Advanced: Requires expert coding, interoperability, and multiuser skills.

When you programmatically copy a file with the FileCopy statement in Visual Basic for Applications, you may receive the following error message:

   Run-time error '70'

   Permission denied

This article assumes that you are familiar with Visual Basic for Applications and with creating Microsoft Access applications using the programming tools provided with Microsoft Access.

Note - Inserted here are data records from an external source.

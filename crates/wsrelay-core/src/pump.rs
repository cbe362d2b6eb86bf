//! One-directional byte pumps.
//!
//! A pump copies unconditionally from its source to its sink until the
//! source reports end-of-stream, either side errors, or the session asks it
//! to stop through the close signal. Whatever the reason, it closes the sink
//! it owns on the way out and reports exactly once.

use futures_util::{Sink, SinkExt, Stream, StreamExt};
use std::fmt;
use std::time::Duration;
use tokio::io::{AsyncRead, AsyncReadExt, AsyncWrite, AsyncWriteExt};
use tokio::sync::watch;
use tokio_tungstenite::tungstenite::{Error as WsError, Message};
use tracing::debug;

/// Read buffer for the backend side.
pub const COPY_BUFFER_SIZE: usize = 32 * 1024;

/// How long a pump waits for its sink to close before giving up on it.
const CLOSE_GRACE: Duration = Duration::from_secs(2);

/// One of the two byte-flow paths in a session.
#[derive(Debug, Clone, Copy, PartialEq, Eq, Hash)]
pub enum Direction {
    ClientToBackend,
    BackendToClient,
}

impl fmt::Display for Direction {
    fn fmt(&self, f: &mut fmt::Formatter<'_>) -> fmt::Result {
        match self {
            Direction::ClientToBackend => f.write_str("client->backend"),
            Direction::BackendToClient => f.write_str("backend->client"),
        }
    }
}

/// Why a direction stopped. End-of-stream and I/O errors are both just
/// "done" as far as the session is concerned; the distinction is kept for
/// logging.
#[derive(Debug, Clone, PartialEq, Eq)]
pub enum StreamEnd {
    /// Source reached end-of-stream.
    Eof,
    ReadFailed(String),
    WriteFailed(String),
    /// The session closed the endpoints.
    Closed,
    /// The gate refused the client; nothing was forwarded.
    Denied(String),
}

/// Completion report of one direction.
#[derive(Debug, Clone)]
pub struct PumpReport {
    pub direction: Direction,
    /// Bytes written to the sink.
    pub bytes: u64,
    pub end: StreamEnd,
}

enum Step {
    Forwarded(usize),
    End(StreamEnd),
}

/// Resolves once the session has asked both endpoints to close. A dropped
/// sender counts as a close request.
pub(crate) async fn close_requested(close_rx: &mut watch::Receiver<bool>) {
    let _ = close_rx.wait_for(|closed| *closed).await;
}

/// Receive the next data-bearing message from the client.
///
/// Binary and text payloads are both returned as bytes. Ping/pong frames
/// are answered by the WebSocket layer and skipped. `None` on close.
pub(crate) async fn next_payload<R>(source: &mut R) -> Result<Option<Vec<u8>>, WsError>
where
    R: Stream<Item = Result<Message, WsError>> + Unpin,
{
    loop {
        match source.next().await {
            Some(Ok(Message::Binary(data))) => return Ok(Some(data.to_vec())),
            Some(Ok(Message::Text(text))) => return Ok(Some(text.as_bytes().to_vec())),
            Some(Ok(Message::Close(_))) | None => return Ok(None),
            Some(Ok(_)) => continue,
            Some(Err(e)) => return Err(e),
        }
    }
}

/// Copy client messages into the backend byte stream.
pub async fn client_to_backend<R, W>(
    mut source: R,
    mut sink: W,
    mut close_rx: watch::Receiver<bool>,
) -> PumpReport
where
    R: Stream<Item = Result<Message, WsError>> + Unpin,
    W: AsyncWrite + Unpin,
{
    let mut bytes = 0u64;

    let end = loop {
        let step = tokio::select! {
            _ = close_requested(&mut close_rx) => Step::End(StreamEnd::Closed),
            step = async {
                match next_payload(&mut source).await {
                    Ok(Some(data)) => match sink.write_all(&data).await {
                        Ok(()) => Step::Forwarded(data.len()),
                        Err(e) => Step::End(StreamEnd::WriteFailed(e.to_string())),
                    },
                    Ok(None) => Step::End(StreamEnd::Eof),
                    Err(e) => Step::End(StreamEnd::ReadFailed(e.to_string())),
                }
            } => step,
        };

        match step {
            Step::Forwarded(n) => bytes += n as u64,
            Step::End(end) => break end,
        }
    };

    let _ = tokio::time::timeout(CLOSE_GRACE, sink.shutdown()).await;
    debug!(direction = %Direction::ClientToBackend, bytes, end = ?end, "pump finished");

    PumpReport {
        direction: Direction::ClientToBackend,
        bytes,
        end,
    }
}

/// Copy backend bytes to the client, one binary message per read.
pub async fn backend_to_client<R, W>(
    mut source: R,
    mut sink: W,
    mut close_rx: watch::Receiver<bool>,
) -> PumpReport
where
    R: AsyncRead + Unpin,
    W: Sink<Message, Error = WsError> + Unpin,
{
    let mut buf = vec![0u8; COPY_BUFFER_SIZE];
    let mut bytes = 0u64;

    let end = loop {
        let step = tokio::select! {
            _ = close_requested(&mut close_rx) => Step::End(StreamEnd::Closed),
            step = async {
                match source.read(&mut buf).await {
                    Ok(0) => Step::End(StreamEnd::Eof),
                    Ok(n) => match sink.send(Message::Binary(buf[..n].to_vec().into())).await {
                        Ok(()) => Step::Forwarded(n),
                        Err(e) => Step::End(StreamEnd::WriteFailed(e.to_string())),
                    },
                    Err(e) => Step::End(StreamEnd::ReadFailed(e.to_string())),
                }
            } => step,
        };

        match step {
            Step::Forwarded(n) => bytes += n as u64,
            Step::End(end) => break end,
        }
    };

    let _ = tokio::time::timeout(CLOSE_GRACE, sink.close()).await;
    debug!(direction = %Direction::BackendToClient, bytes, end = ?end, "pump finished");

    PumpReport {
        direction: Direction::BackendToClient,
        bytes,
        end,
    }
}
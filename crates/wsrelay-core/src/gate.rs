//! Authorization gate for the client->backend direction.
//!
//! The gate reads client messages until one starts with `CONNECT `. Messages
//! without the prefix are dropped, never forwarded. The first prefixed
//! message decides the session: its token goes to the [`Authorizer`], and
//! the message itself is consumed by the gate, not relayed. Callers bound
//! the whole gate with the handshake timeout.

use crate::auth::{AuthDecision, Authorizer};
use crate::error::{RelayError, RelayResult};
use crate::handshake::{self, Inspection};
use crate::pump::next_payload;
use futures_util::Stream;
use tokio_tungstenite::tungstenite::{Error as WsError, Message};
use tracing::{debug, info};

/// Wait for a handshake on `source` and ask `authorizer` about it.
///
/// `Ok(())` means the client may proceed; any error is a rejection and the
/// session must not forward a single byte.
pub async fn authorize_client<R>(
    source: &mut R,
    authorizer: &dyn Authorizer,
    max_handshake_size: usize,
) -> RelayResult<()>
where
    R: Stream<Item = Result<Message, WsError>> + Unpin,
{
    let mut dropped = 0usize;

    loop {
        let message = next_payload(source)
            .await?
            .ok_or_else(|| RelayError::Denied("client closed before handshake".into()))?;

        let (token, client_name) = match handshake::inspect(&message, max_handshake_size)? {
            Inspection::Unrecognized => {
                dropped += 1;
                debug!(len = message.len(), dropped, "dropping message received before handshake");
                continue;
            }
            Inspection::Token { token, client_name } => (token, client_name),
        };

        debug!(client_name = ?client_name, "handshake received, checking token");
        return match authorizer.authorize(&token).await {
            AuthDecision::Authorized => {
                info!(client_name = ?client_name, "client authorized");
                Ok(())
            }
            AuthDecision::Rejected => Err(RelayError::Denied("client not authorized".into())),
            AuthDecision::Indeterminate(e) => Err(e),
        };
    }
}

For more information about Visual Basic for Applications, please refer to your version of the "Building Applications with Microsoft Access" manual.

CAUSE

The file is currently open, which prevents the FileCopy statement from copying the file.

RESOLUTION

Instead of using the FileCopy statement, use one of the following methods to programmatically copy the file.

WARNING: The following functions enable you to copy an open file. If the source file is changed while the copy operation is in process, the destination file may be incomplete or may become corrupted.

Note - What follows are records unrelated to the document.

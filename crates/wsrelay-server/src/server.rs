//! Core server: accepts WebSocket connections and runs one relay session each.

use crate::config::ServerConfig;
use crate::transport::websocket::{self, WebSocketConnection};
use std::net::SocketAddr;
use std::sync::Arc;
use tokio::sync::mpsc;
use tokio_rustls::TlsAcceptor;
use tracing::{debug, info, info_span, Instrument};
use wsrelay_core::{RelayError, RelayResult, SessionCoordinator};

/// The relay server instance.
pub struct RelayServer {
    config: ServerConfig,
    coordinator: Arc<SessionCoordinator>,
}

impl RelayServer {
    /// Create a new server instance.
    pub fn new(config: ServerConfig) -> RelayResult<Self> {
        let coordinator = Arc::new(SessionCoordinator::new(&config.relay)?);
        Ok(Self {
            config,
            coordinator,
        })
    }

    /// Bind the listener and relay connections until the listener stops.
    pub async fn run(self, tls_config: Option<Arc<rustls::ServerConfig>>) -> RelayResult<()> {
        let bind_addr: SocketAddr = format!("0.0.0.0:{}", self.config.port)
            .parse()
            .map_err(|e| RelayError::Other(format!("invalid address: {e}")))?;

        let acceptor = tls_config.map(TlsAcceptor::from);
        let (local_addr, rx) = websocket::start_listener(bind_addr, acceptor).await?;

        info!(
            addr = %local_addr,
            backend = %self.coordinator.backend_addr(),
            auth = self.coordinator.auth_enabled(),
            "ws-tcp-relay ready"
        );

        self.serve(rx).await;
        Ok(())
    }

    /// Spawn a session for every accepted connection.
    async fn serve(self, mut rx: mpsc::Receiver<WebSocketConnection>) {
        while let Some(conn) = rx.recv().await {
            let coordinator = self.coordinator.clone();
            let remote = conn.remote_addr;
            tokio::spawn(
                async move {
                    // Dial failures are logged by the coordinator.
                    if let Err(e) = coordinator.run(conn.ws_stream).await {
                        debug!(error = %e, "session aborted");
                    }
                }
                .instrument(info_span!("session", remote = %remote)),
            );
        }
        info!("listener closed, shutting down");
    }
}
//! Wire types for the handful of Mealie payloads this crate builds itself.
//!
//! Recipe, meal plan and shopping list bodies returned by Mealie are passed
//! through as [`serde_json::Value`]; only the requests we construct and the
//! token response we must read are typed here.

use serde::{Deserialize, Serialize};

/// Form body for `POST /api/auth/token`.
#[derive(Debug, Serialize)]
pub struct AuthForm<'a> {
    pub username: &'a str,
    pub password: &'a str,
    /// Mealie issues a long-lived token when this is `"true"`.
    pub remember_me: &'a str,
}

/// Response of `POST /api/auth/token`.
///
/// `access_token` is optional so that a 2xx without a token is reported as an
/// authentication failure instead of a decode error.
#[derive(Debug, Deserialize)]
pub struct AuthToken {
    #[serde(default)]
    pub access_token: Option<String>,
    #[serde(default)]
    pub token_type: Option<String>,
}

/// Meal slot accepted by Mealie's `entryType` field.
#[derive(Debug, Clone, Copy, PartialEq, Eq, Serialize, Deserialize)]
#[serde(rename_all = "lowercase")]
pub enum MealType {
    Breakfast,
    Lunch,
    Dinner,
    Side,
}

impl std::str::FromStr for MealType {
    type Err = String;

    fn from_str(s: &str) -> Result<Self, Self::Err> {
        match s.trim().to_ascii_lowercase().as_str() {
            "breakfast" => Ok(MealType::Breakfast),
            "lunch" => Ok(MealType::Lunch),
            "dinner" => Ok(MealType::Dinner),
            "side" => Ok(MealType::Side),
            other => Err(format!(
                "unknown meal type '{}', expected breakfast, lunch, dinner or side",
                other
            )),
        }
    }
}

/// Body for `POST /api/households/mealplans/random`.
#[derive(Debug, Serialize)]
#[serde(rename_all = "camelCase")]
pub struct RandomMealRequest {
    pub date: String,
    pub entry_type: MealType,
}

/// Body for `POST /api/households/mealplans`.
#[derive(Debug, Serialize)]
#[serde(rename_all = "camelCase")]
pub struct CreateMealPlanEntryRequest {
    pub date: String,
    pub entry_type: MealType,
    pub recipe_id: String,
}
//! Authentication handling for the Mealie API.
//!
//! Mealie hands out bearer tokens through an OAuth2-style password grant on
//! `/api/auth/token`. This module owns the grant itself ([`PasswordGrant`])
//! and the token state every outgoing request reads ([`TokenState`]).

use std::fmt;

use reqwest::header::{HeaderMap, HeaderValue, AUTHORIZATION, CONTENT_TYPE};
use reqwest::Client;

use crate::client::config::ClientConfig;
use crate::client::error::{MealieError, Result};
use crate::client::types::{AuthForm, AuthToken};

const TOKEN_PATH: &str = "/api/auth/token";

/// Current bearer token plus the headers derived from it.
///
/// The two fields only change together: a new value is built with
/// [`TokenState::bearer`] and swapped in whole.
#[derive(Clone, Default)]
pub struct TokenState {
    access_token: Option<String>,
    auth_header: HeaderMap,
}

impl TokenState {
    pub fn bearer(access_token: String) -> Result<Self> {
        let mut value = HeaderValue::from_str(&format!("Bearer {}", access_token)).map_err(|_| {
            MealieError::Authentication("token contains characters not allowed in a header".to_string())
        })?;
        value.set_sensitive(true);

        let mut auth_header = HeaderMap::new();
        auth_header.insert(AUTHORIZATION, value);

        Ok(Self {
            access_token: Some(access_token),
            auth_header,
        })
    }

    pub fn access_token(&self) -> Option<&str> {
        self.access_token.as_deref()
    }

    pub fn auth_header(&self) -> &HeaderMap {
        &self.auth_header
    }

    pub fn is_authenticated(&self) -> bool {
        self.access_token.is_some()
    }

    /// First ten characters of the token, safe for logs.
    pub fn preview(&self) -> Option<String> {
        self.access_token
            .as_deref()
            .map(|t| format!("{}...", t.chars().take(10).collect::<String>()))
    }
}

impl fmt::Debug for TokenState {
    fn fmt(&self, f: &mut fmt::Formatter<'_>) -> fmt::Result {
        f.debug_struct("TokenState")
            .field("access_token", &self.preview())
            .finish()
    }
}

/// Exchanges username and password for a fresh bearer token.
///
/// Every call builds its own short-lived [`Client`], so a failing grant never
/// touches the connection pool the main client is using.
pub struct PasswordGrant<'a> {
    config: &'a ClientConfig,
}

impl<'a> PasswordGrant<'a> {
    pub fn new(config: &'a ClientConfig) -> Self {
        Self { config }
    }

    pub async fn fetch(&self) -> Result<TokenState> {
        let auth_url = self.config.url(TOKEN_PATH);
        tracing::debug!("Requesting token for user {} from {}", self.config.username, auth_url);

        let client = Client::builder()
            .timeout(self.config.timeout)
            .build()
            .map_err(|e| MealieError::Authentication(format!("Failed to build auth client: {}", e)))?;

        let form = AuthForm {
            username: &self.config.username,
            password: &self.config.password,
            remember_me: "true",
        };

        let response = client
            .post(&auth_url)
            .header(CONTENT_TYPE, "application/x-www-form-urlencoded")
            .form(&form)
            .send()
            .await
            .map_err(|e| {
                tracing::error!("Network error during authentication: {}", e);
                MealieError::Authentication(format!(
                    "Failed to connect to Mealie server at {}: {}",
                    self.config.base_url, e
                ))
            })?;

        let status = response.status();
        tracing::debug!("Authentication response status: {}", status);

        if !status.is_success() {
            let error_body = response
                .text()
                .await
                .unwrap_or_else(|_| "Unable to read error response".to_string());
            tracing::error!("Authentication failed with status {}: {}", status, error_body);

            let message = match status.as_u16() {
                400 | 401 => "Invalid username or password".to_string(),
                403 => "Access denied: user account may be disabled".to_string(),
                404 => format!("Token endpoint not found. Check your base URL: {}", self.config.base_url),
                500..=599 => format!("Mealie server error ({}): {}", status, error_body),
                _ => format!("Unexpected status {}: {}", status, error_body),
            };
            return Err(MealieError::Authentication(message));
        }

        let token: AuthToken = response.json().await.map_err(|e| {
            tracing::error!("Failed to parse authentication response: {}", e);
            MealieError::Authentication(format!("Invalid token response from Mealie: {}", e))
        })?;

        match token.access_token {
            Some(access_token) if !access_token.is_empty() => {
                let state = TokenState::bearer(access_token)?;
                tracing::info!("Authentication successful for user: {}", self.config.username);
                tracing::debug!(
                    token = %state.preview().unwrap_or_default(),
                    token_type = %token.token_type.as_deref().unwrap_or("bearer"),
                    "Received token"
                );
                Ok(state)
            }
            _ => {
                tracing::error!("Token response did not contain an access_token");
                Err(MealieError::Authentication(
                    "Token response did not contain an access_token".to_string(),
                ))
            }
        }
    }
}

Method 1 - Calling the CopyFile() function from the Windows API

One method to programmatically copy a file is to call the CopyFile() function from the Microsoft Windows API. To call the CopyFile() function from the Microsoft Windows API, follow these steps:

  1. Repeat steps 1 - 4 from the "Steps to Reproduce Behavior" section later in this article.

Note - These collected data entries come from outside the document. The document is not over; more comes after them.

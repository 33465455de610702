use std::future::Future;
use std::sync::Arc;

use chrono::NaiveDate;
use rmcp::{
    ErrorData as McpError, RoleServer, ServerHandler,
    handler::server::{router::tool::ToolRouter, tool::Parameters},
    model::*,
    schemars,
    service::RequestContext,
    tool, tool_handler, tool_router,
};
use serde_json::{json, Value};

use crate::client::{
    types::{CreateMealPlanEntryRequest, MealType, RandomMealRequest},
    MealieClient, MealieError, OutboundRequest,
};
use crate::resources::{ResourceRoute, MEAL_PLANS_URI, RECIPES_URI, SHOPPING_LISTS_URI};

// Parameter structs for tools
#[derive(Debug, serde::Deserialize, schemars::JsonSchema)]
pub struct ListRecipesParams {
    /// Page number, starting at 1
    #[serde(default)]
    pub page: Option<u32>,
    /// Recipes per page
    #[serde(default)]
    pub per_page: Option<u32>,
}

#[derive(Debug, serde::Deserialize, schemars::JsonSchema)]
pub struct SearchRecipesParams {
    /// Text to search for in recipe names and ingredients
    pub query: String,
}

#[derive(Debug, serde::Deserialize, schemars::JsonSchema)]
pub struct GetRecipeParams {
    /// Recipe UUID or slug
    pub recipe_id: String,
}

#[derive(Debug, serde::Deserialize, schemars::JsonSchema)]
pub struct ListMealPlansParams {
    /// First day to include, YYYY-MM-DD
    #[serde(default)]
    pub start_date: Option<String>,
    /// Last day to include, YYYY-MM-DD
    #[serde(default)]
    pub end_date: Option<String>,
}

#[derive(Debug, serde::Deserialize, schemars::JsonSchema)]
pub struct CreateRandomMealParams {
    /// Day to schedule the meal, YYYY-MM-DD
    pub date: String,
    /// breakfast, lunch, dinner or side
    pub meal_type: String,
}

#[derive(Debug, serde::Deserialize, schemars::JsonSchema)]
pub struct AddRecipeToMealPlanParams {
    /// Day to schedule the recipe, YYYY-MM-DD
    pub date: String,
    /// breakfast, lunch, dinner or side
    pub meal_type: String,
    /// UUID of the recipe
    pub recipe_id: String,
}

#[derive(Debug, serde::Deserialize, schemars::JsonSchema)]
pub struct GetShoppingListParams {
    /// UUID of the shopping list
    pub list_id: String,
}

#[derive(Debug, serde::Deserialize, schemars::JsonSchema)]
pub struct AddRecipeIngredientsParams {
    /// UUID of the target shopping list
    pub shopping_list_id: String,
    /// Mealie ShoppingListAddRecipeParamsBulk payload, e.g.
    /// {"recipeId": "...", "recipeIncrementQuantity": 1}
    pub recipe_params: Value,
}

fn parse_date(field: &str, value: &str) -> Result<String, McpError> {
    NaiveDate::parse_from_str(value.trim(), "%Y-%m-%d")
        .map(|date| date.format("%Y-%m-%d").to_string())
        .map_err(|_| {
            McpError::invalid_params(
                format!("{} must be a date in YYYY-MM-DD format, got '{}'", field, value),
                None,
            )
        })
}

fn parse_meal_type(value: &str) -> Result<MealType, McpError> {
    value
        .parse()
        .map_err(|e: String| McpError::invalid_params(e, None))
}

fn to_json_text(value: &Value) -> String {
    serde_json::to_string_pretty(value).unwrap_or_else(|_| value.to_string())
}

fn tool_result(action: &str, result: Result<Value, MealieError>) -> Result<CallToolResult, McpError> {
    match result {
        Ok(value) => Ok(CallToolResult::success(vec![Content::text(to_json_text(&value))])),
        Err(e) => {
            tracing::error!("Failed to {}: {}", action, e);
            let error = json!({
                "error": format!("Failed to {}", action),
                "details": e.to_string()
            });
            Ok(CallToolResult::error(vec![Content::text(error.to_string())]))
        }
    }
}

fn resource(uri: &str, name: &str, description: &str) -> Resource {
    let mut raw = RawResource::new(uri, name.to_string());
    raw.description = Some(description.to_string());
    raw.mime_type = Some("application/json".to_string());
    raw.no_annotation()
}

/// MCP server exposing Mealie recipes, meal plans and shopping lists.
///
/// Every instance shares one [`MealieClient`]; the process that created the
/// client is responsible for closing it.
#[derive(Clone)]
pub struct MealieMcpServer {
    client: Arc<MealieClient>,
    tool_router: ToolRouter<MealieMcpServer>,
}

#[tool_router]
impl MealieMcpServer {
    pub fn new(client: Arc<MealieClient>) -> Self {
        Self {
            client,
            tool_router: Self::tool_router(),
        }
    }

    pub fn client(&self) -> &Arc<MealieClient> {
        &self.client
    }

    async fn fetch(&self, request: OutboundRequest) -> Result<Value, MealieError> {
        self.client.request(request).await?.error_for_status()?.json()
    }

    pub fn resources(&self) -> Vec<Resource> {
        vec![
            resource(RECIPES_URI, "recipes", "All recipes in Mealie"),
            resource(MEAL_PLANS_URI, "meal-plans", "Meals scheduled on the household meal plan"),
            resource(SHOPPING_LISTS_URI, "shopping-lists", "Every shopping list in the household"),
        ]
    }

    /// Resolves a `mealie://` URI to the JSON Mealie returns for it.
    pub async fn read_uri(&self, uri: &str) -> Result<ReadResourceResult, McpError> {
        let route = ResourceRoute::parse(uri).ok_or_else(|| {
            McpError::resource_not_found("resource_not_found", Some(json!({ "uri": uri })))
        })?;

        let (path, query) = route.endpoint();
        tracing::debug!("Reading resource {} from {}", uri, path);
        let pairs: Vec<(&str, &str)> = query.iter().map(|(k, v)| (*k, v.as_str())).collect();
        let request = OutboundRequest::new(reqwest::Method::GET, path).query(&pairs);

        match self.fetch(request).await {
            Ok(value) => Ok(ReadResourceResult {
                contents: vec![ResourceContents::text(to_json_text(&value), uri)],
            }),
            Err(e) => {
                tracing::error!("Failed to read resource {}: {}", uri, e);
                Err(McpError::internal_error(
                    format!("Failed to read {}: {}", uri, e),
                    Some(json!({ "uri": uri })),
                ))
            }
        }
    }

    // Recipe tools
    #[tool(description = "List recipe summaries, optionally paginated")]
    async fn list_recipes(
        &self,
        Parameters(params): Parameters<ListRecipesParams>,
    ) -> Result<CallToolResult, McpError> {
        let page = params.page.map(|p| p.to_string());
        let per_page = params.per_page.map(|p| p.to_string());

        let mut query = Vec::new();
        if let Some(page) = page.as_deref() {
            query.push(("page", page));
        }
        if let Some(per_page) = per_page.as_deref() {
            query.push(("perPage", per_page));
        }

        let request = OutboundRequest::new(reqwest::Method::GET, "/api/recipes").query(&query);
        tool_result("list recipes", self.fetch(request).await)
    }

    #[tool(description = "Search recipes by name or ingredient")]
    async fn search_recipes(
        &self,
        Parameters(params): Parameters<SearchRecipesParams>,
    ) -> Result<CallToolResult, McpError> {
        tracing::info!("Searching for recipes with query: {}", params.query);
        let request = OutboundRequest::new(reqwest::Method::GET, "/api/recipes/search")
            .query(&[("query", params.query.as_str())]);
        tool_result("search recipes", self.fetch(request).await)
    }

    #[tool(description = "Fetch the details of a single recipe by its ID or slug")]
    async fn get_recipe(
        &self,
        Parameters(params): Parameters<GetRecipeParams>,
    ) -> Result<CallToolResult, McpError> {
        let path = format!("/api/recipes/{}", urlencoding::encode(&params.recipe_id));
        let request = OutboundRequest::new(reqwest::Method::GET, path);
        tool_result("get recipe", self.fetch(request).await)
    }

    // Meal planning tools
    #[tool(description = "List meal plan entries, optionally limited to a date range")]
    async fn list_meal_plans(
        &self,
        Parameters(params): Parameters<ListMealPlansParams>,
    ) -> Result<CallToolResult, McpError> {
        let start = params
            .start_date
            .as_deref()
            .map(|d| parse_date("start_date", d))
            .transpose()?;
        let end = params
            .end_date
            .as_deref()
            .map(|d| parse_date("end_date", d))
            .transpose()?;

        let mut query = Vec::new();
        if let Some(start) = start.as_deref() {
            query.push(("start_date", start));
        }
        if let Some(end) = end.as_deref() {
            query.push(("end_date", end));
        }

        let request =
            OutboundRequest::new(reqwest::Method::GET, "/api/households/mealplans").query(&query);
        tool_result("list meal plans", self.fetch(request).await)
    }

    #[tool(description = "Create a random meal according to the household's meal plan settings")]
    async fn create_random_meal(
        &self,
        Parameters(params): Parameters<CreateRandomMealParams>,
    ) -> Result<CallToolResult, McpError> {
        let payload = RandomMealRequest {
            date: parse_date("date", &params.date)?,
            entry_type: parse_meal_type(&params.meal_type)?,
        };
        let body = serde_json::to_value(&payload)
            .map_err(|e| McpError::internal_error(e.to_string(), None))?;

        let request =
            OutboundRequest::new(reqwest::Method::POST, "/api/households/mealplans/random").json(body);
        tool_result("create random meal", self.fetch(request).await)
    }

    #[tool(description = "Add a recipe entry to the meal plan")]
    async fn add_recipe_to_meal_plan(
        &self,
        Parameters(params): Parameters<AddRecipeToMealPlanParams>,
    ) -> Result<CallToolResult, McpError> {
        let payload = CreateMealPlanEntryRequest {
            date: parse_date("date", &params.date)?,
            entry_type: parse_meal_type(&params.meal_type)?,
            recipe_id: params.recipe_id,
        };
        let body = serde_json::to_value(&payload)
            .map_err(|e| McpError::internal_error(e.to_string(), None))?;

        let request =
            OutboundRequest::new(reqwest::Method::POST, "/api/households/mealplans").json(body);
        tool_result("add recipe to meal plan", self.fetch(request).await)
    }

    // Shopping list tools
    #[tool(description = "Retrieve every shopping list in the household")]
    async fn list_shopping_lists(&self) -> Result<CallToolResult, McpError> {
        let request = OutboundRequest::new(reqwest::Method::GET, "/api/households/shopping/lists");
        tool_result("list shopping lists", self.fetch(request).await)
    }

    #[tool(description = "Fetch the contents of a single shopping list")]
    async fn get_shopping_list(
        &self,
        Parameters(params): Parameters<GetShoppingListParams>,
    ) -> Result<CallToolResult, McpError> {
        let path = format!(
            "/api/households/shopping/lists/{}",
            urlencoding::encode(&params.list_id)
        );
        let request = OutboundRequest::new(reqwest::Method::GET, path);
        tool_result("get shopping list", self.fetch(request).await)
    }

    #[tool(description = "Add the ingredients of a recipe to a shopping list")]
    async fn add_recipe_ingredients_to_list(
        &self,
        Parameters(params): Parameters<AddRecipeIngredientsParams>,
    ) -> Result<CallToolResult, McpError> {
        if !params.recipe_params.is_object() && !params.recipe_params.is_array() {
            return Err(McpError::invalid_params(
                "recipe_params must be a JSON object (or a list of them)",
                None,
            ));
        }

        let path = format!(
            "/api/households/shopping/lists/{}/recipe",
            urlencoding::encode(&params.shopping_list_id)
        );
        let request = OutboundRequest::new(reqwest::Method::POST, path).json(params.recipe_params);
        tool_result("add recipe ingredients to list", self.fetch(request).await)
    }
}

#[tool_handler]
impl ServerHandler for MealieMcpServer {
    fn get_info(&self) -> ServerInfo {
        ServerInfo {
            protocol_version: ProtocolVersion::V_2024_11_05,
            capabilities: ServerCapabilities::builder()
                .enable_tools()
                .enable_resources()
                .build(),
            server_info: Implementation::from_build_env(),
            instructions: Some("This server exposes a Mealie recipe manager. Tools cover recipe listing, search and lookup, meal planning (random meals or specific recipes on a date), and shopping lists (listing and adding a recipe's ingredients). Resources under mealie:// return the raw Mealie JSON for recipes, meal plans and shopping lists.".to_string()),
        }
    }

    async fn initialize(
        &self,
        _request: InitializeRequestParam,
        _context: RequestContext<RoleServer>,
    ) -> Result<InitializeResult, McpError> {
        Ok(self.get_info())
    }

    async fn list_resources(
        &self,
        _request: Option<PaginatedRequestParam>,
        _context: RequestContext<RoleServer>,
    ) -> Result<ListResourcesResult, McpError> {
        Ok(ListResourcesResult {
            resources: self.resources(),
            next_cursor: None,
        })
    }

    async fn read_resource(
        &self,
        ReadResourceRequestParam { uri }: ReadResourceRequestParam,
        _context: RequestContext<RoleServer>,
    ) -> Result<ReadResourceResult, McpError> {
        self.read_uri(&uri).await
    }
}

  2. Create a module and type the following lines in the Declarations section:

          Option Explicit
    

          Declare Function apiCopyFile Lib "kernel32" Alias "CopyFileA" _
          (ByVal lpExistingFileName As String, _
          ByVal lpNewFileName As String, _
          ByVal bFailIfExists As Long) As Long
    

  3. Type the following procedure:

          Sub CopyFile(SourceFile As String, DestFile As String)
          '---------------------------------------------------------------
          ' PURPOSE: Copy a file on disk from one location to another.
          ' ACCEPTS: The name of the source file and destination file.
          ' RETURNS: Nothing
          '---------------------------------------------------------------
            Dim Result As Long
             If Dir(SourceFile) = "" Then
                MsgBox Chr(34) & SourceFile & Chr(34) & _
                   " is not valid file name."
             Else
                Result = apiCopyFile(SourceFile, DestFile, False)
             End If
          End Sub
    
    

  4. To test this procedure, type the following line in the Debug window, and then press ENTER:

          CopyFile "<path to Northwind.mdb>", "C:\Northwind.mdb"
    

    Note that Northwind.mdb is copied to the root folder of drive C, even though it is currently open in another instance of Microsoft Access.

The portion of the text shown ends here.